To date, the refuge has acquired just under half of the necessary acreage to protect these songbirds. The acquisition boundary was expanded in 2000 to counter increased development inside the boundary that had resulted in reduced available habitat for both the Golden-checked Warbler and Black-capped Vireo. Refuge land is traditionally purchased using the Land and Water Conservation Fund (LWCF), which is funded by a small percent of royalties from offshore oil and gas extraction. But with looming budget troubles, LWCF may see large cuts as these royalty payments are diverted to other uses.
With the help of NWRA, members of the Friends of Balcones Canyonlands NWR are taking matters into their own hands and becoming advocates for the lands they love. Sheila Hargis, FOBC president, flew to Washington, D.C. in September 2011 to show support for LWCF funding. Vice President Jim Nosler participated in a Wildlife Funding Fly-In in March and met with members of Congress and Hill staffers to discuss the importance of funding sources such as LWCF to help create and protect natural areas. The partnership of the NWRA – a national organization – with local advocates creates a powerful voice for the protection of crucial habitat for endangered species.
In late July, Friends from around the country gathered at the U.S. Fish and Wildlife Service’s National Conservation Training Center in Shepherdstown, WV for the fifth annual Friends Academy hosted by the U.S. Fish and Wildlife Service (FWS). Friends Academy provides Friends leaders with the opportunity to gain a broader understanding of the National Wildlife Refuge System and increase the effectiveness of their partnership with FWS. The 24 Friends leaders in attendance included representatives from all eight FWS regions.
NWRA was present at the training to enhance Friends understanding of the vital role they have in supporting the Refuge System. Delivering the Academy’s openingKeynote, NWRA President Evan Hirsche underscored that refuges are located all over the country, generating jobs and providing economic and quality of life benefits to local communities. More specifically, the National Wildlife Refuge System costs the federal government just $3.24 per acre to manage and returns $32.3 billion in ecosystem services alone. During fiscally tight times, it is important to recognize refuge success and highlight how Friends can influence the budget process.
Because Friends are on the forefront of conservation, they have the power to ensure that our elected officials make the right decisions. Teaming with FWS staff, NWRA’s Vice-President for Government Affairs, Desiree Sorenson-Groves, walked Friends and the participants in FWS Advanced Refuge Academy through the agency’s budget process, explaining what happens to the budget once it reaches the Hill and emphasizing the importance of communicating with Congress throughout the year. NWRA is looking forward to the FY13 spring budget cycle when we will be coordinating with Friends on a “fly-in” to Washington for in-person advocacy. For more information please contact Joan Patterson, NWRA’s Director of Grassroots Outreach: firstname.lastname@example.org.
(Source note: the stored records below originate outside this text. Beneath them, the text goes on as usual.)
//! wgraph-bench — benchmark A* over every graph file in a directory.
//!
//! Usage: `wgraph-bench [DIR]` (default `graphs`). Log verbosity follows
//! `RUST_LOG`; logs go to stderr, the report to stdout.

mod report;

use std::io;
use std::path::PathBuf;

use tracing_subscriber::EnvFilter;
use wgraph_core::load_dir;
use wgraph_paths::Benchmark;

const DEFAULT_GRAPH_DIR: &str = "graphs";

fn init_logging() {
    let filter = EnvFilter::try_from_default_env().unwrap_or_else(|_| EnvFilter::new("info"));
    tracing_subscriber::fmt()
        .with_env_filter(filter)
        .with_writer(io::stderr)
        .init();
}

fn main() -> Result<(), Box<dyn std::error::Error>> {
    init_logging();

    let dir = std::env::args_os()
        .nth(1)
        .map(PathBuf::from)
        .unwrap_or_else(|| PathBuf::from(DEFAULT_GRAPH_DIR));
    let graphs = load_dir(&dir)?;

    let mut out = io::stdout().lock();
    if graphs.is_empty() {
        report::write_no_graphs(&mut out)?;
        return Ok(());
    }

    let bench = Benchmark::default();
    for graph in &graphs {
        log::debug!("processing {:?}", graph.name());
        report::write_graph(&mut out, graph, &bench)?;
    }
    Ok(())
}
Refuges are more thanjust a haven for wildlife. The students of Fergus Falls Middle School in Minnesota take weekly trips year round to Fergus Falls Wetland Management District through an environmental education program that would not be possible without the support of the National Wildlife Refuge System. Such programs provide a foundation of environmentalism for the conservationists of tomorrow.